Adriana Kristina Leon (born October 2, 1992) is a Canadian professional soccer player who plays as a winger for English Women's Super League club Manchester United and the Canadian national team.

She previously played college soccer for NCAA Division I programs Notre Dame Fighting Irish and Florida Gators before playing professionally for the Boston Breakers, Chicago Red Stars, Western New York Flash, Sky Blue FC and Seattle Reign in the NWSL, Swiss club FC Zürich in the Nationalliga A, and West Ham United of the English Women's Super League. Leon made her senior international debut in 2012, and has represented Canada at two FIFA Women's World Cup tournaments and won Olympic gold at Tokyo 2020.

Early life
Born in Mississauga, Ontario, Leon was raised in Maple and moved with her family to King City in 2010 at the age of 16. Her extended family holds a controlling share of Canadian furniture store Leon's. Leon began figure skating before taking up ice hockey at the age of 10, playing seven seasons of minor hockey up to Midget AA level.

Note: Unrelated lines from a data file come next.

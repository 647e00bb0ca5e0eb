use argon2::{
    password_hash::{rand_core::OsRng, PasswordHash, PasswordHasher, PasswordVerifier, SaltString},
    Argon2,
};
use shared_types::{AppError, Role};

/// A seeded demo login. Only the argon2 hash of the password is kept.
#[derive(Debug, Clone)]
pub struct Account {
    pub username: String,
    pub email: String,
    pub full_name: String,
    pub role: Role,
    password_hash: String,
}

/// The fixed set of accounts the demo backend accepts.
#[derive(Debug, Clone)]
pub struct AccountStore {
    accounts: Vec<Account>,
}

/// `(username, email, full name, password, role)` for every seeded login.
const SEED: &[(&str, &str, &str, &str, Role)] = &[
    ("admin", "admin@venturemond.com", "Admin User", "admin123", Role::Admin),
    ("client", "client@venturemond.com", "Client User", "client123", Role::Client),
];

fn hash_password(password: &str) -> Result<String, argon2::password_hash::Error> {
    let salt = SaltString::generate(&mut OsRng);
    let hash = Argon2::default().hash_password(password.as_bytes(), &salt)?;
    Ok(hash.to_string())
}

fn verify_password(password: &str, hash: &str) -> bool {
    PasswordHash::new(hash)
        .map(|parsed| {
            Argon2::default()
                .verify_password(password.as_bytes(), &parsed)
                .is_ok()
        })
        .unwrap_or(false)
}

impl AccountStore {
    /// Hash and store the demo accounts.
    pub fn seeded() -> Result<Self, AppError> {
        let accounts = SEED
            .iter()
            .map(|(username, email, full_name, password, role)| {
                let password_hash = hash_password(password)
                    .map_err(|e| AppError::internal(format!("failed to hash seed password: {e}")))?;
                Ok(Account {
                    username: username.to_string(),
                    email: email.to_string(),
                    full_name: full_name.to_string(),
                    role: *role,
                    password_hash,
                })
            })
            .collect::<Result<Vec<_>, AppError>>()?;

        tracing::info!(count = accounts.len(), "seeded demo accounts");
        Ok(Self { accounts })
    }

    /// Find an account by username or e-mail alias.
    pub fn find(&self, login: &str) -> Option<&Account> {
        let login = login.trim();
        self.accounts
            .iter()
            .find(|a| a.username == login || a.email.eq_ignore_ascii_case(login))
    }

    /// Check a credential pair and return the account it unlocks.
    pub fn authenticate(&self, login: &str, password: &str) -> Option<&Account> {
        self.find(login)
            .filter(|account| verify_password(password, &account.password_hash))
    }

    pub fn len(&self) -> usize {
        self.accounts.len()
    }

    pub fn is_empty(&self) -> bool {
        self.accounts.is_empty()
    }
}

In her final season she won both the Provincial Women's Hockey League title and a gold medal at the Ontario Women's Hockey Association provincial championships with a Toronto Jr. Aeros team that also consisted of future Canada ice hockey internationals Jill Saulnier and Erin Ambrose. While at The Country Day School, Leon played soccer, volleyball and rugby, earning the rugby team's MVP honour in 2009. She played youth soccer for Vaughan SC, Brams United and Mississauga Falcons. In 2009, Leon was part of the Team Ontario squad that won bronze at the Canada Summer Games and finished as the tournament's top scorer with seven goals in five matches having scored in every game.

College career
Leon accepted an athletic scholarship to attend the University of Notre Dame and played for the Notre Dame Fighting Irish women's soccer team in 2010 and 2011. As a freshman she made 23 appearances and scored four goals. In the 2010 College Cup final she came off the bench to score the lone goal in a 1–0 victory over the Stanford Cardinal and was named to the All-Tournament Team. As a sophomore, she was joint-second for the team lead with six goals in 20 appearances.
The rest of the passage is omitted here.